# Disable Java Quick Start! It's A POS!



## Jack1000 (Feb 4, 2001)

Guys,

I was ready to murder this machine! It turns out that I went to a site that used Java and had some big pictures on it. I had been to the site before and keep everything up to date so I knew it was safe. At any rate. Everything slowed down to a crawl! Files and browsers took about 2 minutes or more to open. I was getting hangs and freezes on everything! I cleared cache, history, ran, Check Disk, tried System Restore, NOTHING WORKED!!! I thought for sure I was going to have to reinstall Windows!

Well, Firefox saved me! It said in the midst of my frustration that something called Java Quick Starter was hanging and preventing scripts from running on the page! It seems that Java, in it's infinite wisdom likes to load itself into memory. Note that I had never had a problem with JQS until last night.

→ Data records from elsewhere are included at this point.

//! Query text rendering
//!
//! Output re-parses to an equal tree, except that `Reference` grouping is
//! rendered as parentheses and therefore not preserved.

use super::marker::MarkerPayload;
use super::node::{Comparison, ExprNode, FunctionArg, Literal};

impl ExprNode {
    /// Renders this tree as query text
    pub fn to_query(&self) -> String {
        let mut out = String::new();
        write_node(self, &mut out);
        out
    }
}

impl Comparison {
    /// Renders this comparison as query text
    pub fn to_query(&self) -> String {
        let mut out = String::new();
        write_comparison(self, &mut out);
        out
    }
}

fn write_node(node: &ExprNode, out: &mut String) {
    match node {
        ExprNode::And(children) => write_junction(children, " && ", out),
        ExprNode::Or(children) => write_junction(children, " || ", out),
        ExprNode::Not(child) => {
            out.push_str("!(");
            write_node(child.unwrap_references(), out);
            out.push(')');
        }
        ExprNode::Compare(c) => write_comparison(c, out),
        ExprNode::Function {
            namespace,
            name,
            args,
        } => {
            out.push_str(namespace);
            out.push(':');
            out.push_str(name);
            out.push('(');
            for (i, arg) in args.iter().enumerate() {
                if i > 0 {
                    out.push_str(", ");
                }
                match arg {
                    FunctionArg::Field(f) | FunctionArg::Identifier(f) => out.push_str(f),
                    FunctionArg::Literal(lit) => write_literal(lit, out),
                }
            }
            out.push(')');
        }
        ExprNode::Reference(child) => {
            out.push('(');
            write_node(child, out);
            out.push(')');
        }
        ExprNode::Marker {
            kind,
            payload,
            child,
        } => {
            out.push_str("((");
            out.push_str(kind.label());
            out.push_str(" = ");
            match payload {
                MarkerPayload::Dropped { reason, .. } => write_quoted(reason, out),
                MarkerPayload::None => out.push_str("true"),
            }
            out.push_str(") && (");
            write_node(child.unwrap_references(), out);
            out.push_str("))");
        }
    }
}

fn write_junction(children: &[ExprNode], separator: &str, out: &mut String) {
    for (i, child) in children.iter().enumerate() {
        if i > 0 {
            out.push_str(separator);
        }
        if matches!(child, ExprNode::And(_) | ExprNode::Or(_)) {
            out.push('(');
            write_node(child, out);
            out.push(')');
        } else {
            write_node(child, out);
        }
    }
}

fn write_comparison(c: &Comparison, out: &mut String) {
    out.push_str(&c.field);
    out.push(' ');
    out.push_str(c.op.symbol());
    out.push(' ');
    write_literal(&c.literal, out);
}

fn write_literal(lit: &Literal, out: &mut String) {
    match lit {
        Literal::String(s) => write_quoted(s, out),
        Literal::Number(n) => out.push_str(n),
        Literal::Null => out.push_str("null"),
    }
}

/// Single-quotes a value, escaping only what the parser would otherwise consume
fn write_quoted(value: &str, out: &mut String) {
    out.push('\'');
    let chars: Vec<char> = value.chars().collect();
    for (i, &c) in chars.iter().enumerate() {
        match c {
            '\'' => out.push_str("\\'"),
            '\\' if matches!(chars.get(i + 1), None | Some('\\') | Some('\'')) => out.push_str("\\\\"),
            _ => out.push(c),
        }
    }
    out.push('\'');
}
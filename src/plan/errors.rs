//! Plan compilation errors
//!
//! Error codes:
//! - SHARDQUERY_PLAN_NULL_INDEX_ONLY (FATAL)
//! - SHARDQUERY_PLAN_TOP_LEVEL_NEGATION (FATAL)
//! - SHARDQUERY_PLAN_UNANCHORED_NEGATION (FATAL)
//! - SHARDQUERY_PLAN_UNANCHORED (REJECT)
//! - SHARDQUERY_PLAN_INVALID_REGEX (REJECT)
//! - SHARDQUERY_PLAN_UNRESOLVABLE (FATAL)

use thiserror::Error;

use crate::errors::Severity;

/// Result type for plan compilation
pub type PlanResult<T> = Result<T, PlanError>;

/// Structurally impossible plan requests
#[derive(Debug, Clone, PartialEq, Eq, Error)]
pub enum PlanError {
    #[error("Null comparison on index-only field {field} has no lookup to compile")]
    NullIndexOnlyField { field: String },

    #[error("Negated lookup cannot be the whole plan: {query}")]
    TopLevelNegation { query: String },

    #[error("Negated lookup has no positive anchor in its conjunction: {query}")]
    UnanchoredNegation { query: String },

    #[error("Nothing in the query can be looked up in the index: {query}")]
    Unanchored { query: String },

    #[error("Invalid regex '{pattern}' on {field}: {message}")]
    InvalidRegex {
        field: String,
        pattern: String,
        message: String,
    },

    #[error("Expansion of {field} cannot be resolved: {reason}")]
    Unresolvable { field: String, reason: String },
}

impl PlanError {
    /// Stable error code
    pub fn code(&self) -> &'static str {
        match self {
            PlanError::NullIndexOnlyField { .. } => "SHARDQUERY_PLAN_NULL_INDEX_ONLY",
            PlanError::TopLevelNegation { .. } => "SHARDQUERY_PLAN_TOP_LEVEL_NEGATION",
            PlanError::UnanchoredNegation { .. } => "SHARDQUERY_PLAN_UNANCHORED_NEGATION",
            PlanError::Unanchored { .. } => "SHARDQUERY_PLAN_UNANCHORED",
            PlanError::InvalidRegex { .. } => "SHARDQUERY_PLAN_INVALID_REGEX",
            PlanError::Unresolvable { .. } => "SHARDQUERY_PLAN_UNRESOLVABLE",
        }
    }

    pub fn severity(&self) -> Severity {
        match self {
            PlanError::Unanchored { .. } | PlanError::InvalidRegex { .. } => Severity::Reject,
            _ => Severity::Fatal,
        }
    }

    /// Returns true if the error must not be retried with the same tree
    pub fn is_fatal(&self) -> bool {
        self.severity() == Severity::Fatal
    }
}
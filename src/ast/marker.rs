//! Marker kinds and payloads
//!
//! Markers annotate a subtree with a processing directive. In query text a
//! marker is written as an assignment conjoined with its child:
//!
//! ```text
//! ((_Delayed_ = true) && (FOO == 'bar'))
//! ((_Drop_ = 'reason') && (FOO == 'bar'))
//! ```

use std::fmt;

/// Directive attached to a marked subtree
#[derive(Debug, Clone, Copy, PartialEq, Eq, PartialOrd, Ord, Hash)]
pub enum MarkerKind {
    /// A lower/upper pair on one field forming a single range
    Bounded,
    /// Evaluate against the document, not the index
    Delayed,
    /// Never look up against the index
    EvaluationOnly,
    /// A value expansion exceeded its threshold
    ExceededValue,
    /// A term expansion exceeded its threshold
    ExceededTerm,
    /// An `Or` of values exceeded its threshold
    ExceededOr,
    /// The index is known to be missing data for this term
    IndexHole,
    /// Normalization failures keep the original clause
    Lenient,
    /// Normalization failures demote the clause to evaluation
    Strict,
    List,
    Term,
    /// Excluded clause, always false
    Drop,
}

impl MarkerKind {
    /// All marker kinds
    pub const ALL: [MarkerKind; 12] = [
        MarkerKind::Bounded,
        MarkerKind::Delayed,
        MarkerKind::EvaluationOnly,
        MarkerKind::ExceededValue,
        MarkerKind::ExceededTerm,
        MarkerKind::ExceededOr,
        MarkerKind::IndexHole,
        MarkerKind::Lenient,
        MarkerKind::Strict,
        MarkerKind::List,
        MarkerKind::Term,
        MarkerKind::Drop,
    ];

    /// Assignment label used in query text
    pub fn label(&self) -> &'static str {
        match self {
            MarkerKind::Bounded => "_Bounded_",
            MarkerKind::Delayed => "_Delayed_",
            MarkerKind::EvaluationOnly => "_Eval_",
            MarkerKind::ExceededValue => "_Value_",
            MarkerKind::ExceededTerm => "_ExceededTerm_",
            MarkerKind::ExceededOr => "_ExceededOr_",
            MarkerKind::IndexHole => "_Hole_",
            MarkerKind::Lenient => "_Lenient_",
            MarkerKind::Strict => "_Strict_",
            MarkerKind::List => "_List_",
            MarkerKind::Term => "_Term_",
            MarkerKind::Drop => "_Drop_",
        }
    }

    /// Looks up a marker kind by its assignment label
    pub fn from_label(label: &str) -> Option<MarkerKind> {
        Self::ALL.iter().copied().find(|k| k.label() == label)
    }

    /// Returns true for markers that keep their subtree away from index lookups
    pub fn is_evaluation_directive(&self) -> bool {
        matches!(
            self,
            MarkerKind::Delayed | MarkerKind::EvaluationOnly | MarkerKind::ExceededTerm | MarkerKind::IndexHole
        )
    }

    /// Returns true for markers whose payload is an already-resolved term set
    pub fn is_exceeded(&self) -> bool {
        matches!(
            self,
            MarkerKind::ExceededValue | MarkerKind::ExceededTerm | MarkerKind::ExceededOr
        )
    }
}

impl fmt::Display for MarkerKind {
    fn fmt(&self, f: &mut fmt::Formatter<'_>) -> fmt::Result {
        write!(f, "{}", self.label())
    }
}

/// Extra data carried by a marker
#[derive(Debug, Clone, PartialEq, Eq, PartialOrd, Ord, Hash, Default)]
pub enum MarkerPayload {
    #[default]
    None,
    /// Why a clause was dropped, and its query text at the time
    Dropped { reason: String, query: String },
}

impl MarkerPayload {
    /// Drop reason, if any
    pub fn reason(&self) -> Option<&str> {
        match self {
            MarkerPayload::Dropped { reason, .. } => Some(reason),
            MarkerPayload::None => None,
        }
    }
}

But at any rate, I disabled it, and rebooted, now my machine runs like it did before!

Here is how to disable it if you get sudden slowdown (On Windows XP) and if JQS is the culprit!

1.) Go to Control Panel
2.) Open Java
3.) Click Advanced
4.) Hit the + sign next to Miscellaneous
5.) Uncheck Java Quick Start (I also unchecked, show Java in the system tray.)

Your'e done!

But what would cause this hang in the first place?

Jack


----------



## flavallee (May 12, 2002)

Every time I update Sun Java Runtime Environment, I uncheck both boxes in Control Panel - Java - Advanced - Miscellaneous and uncheck *jusched* in Start - Run - MSCONFIG - OK - Startup(tab) before I restart my computer. 

-----------------------------------------------------------------


----------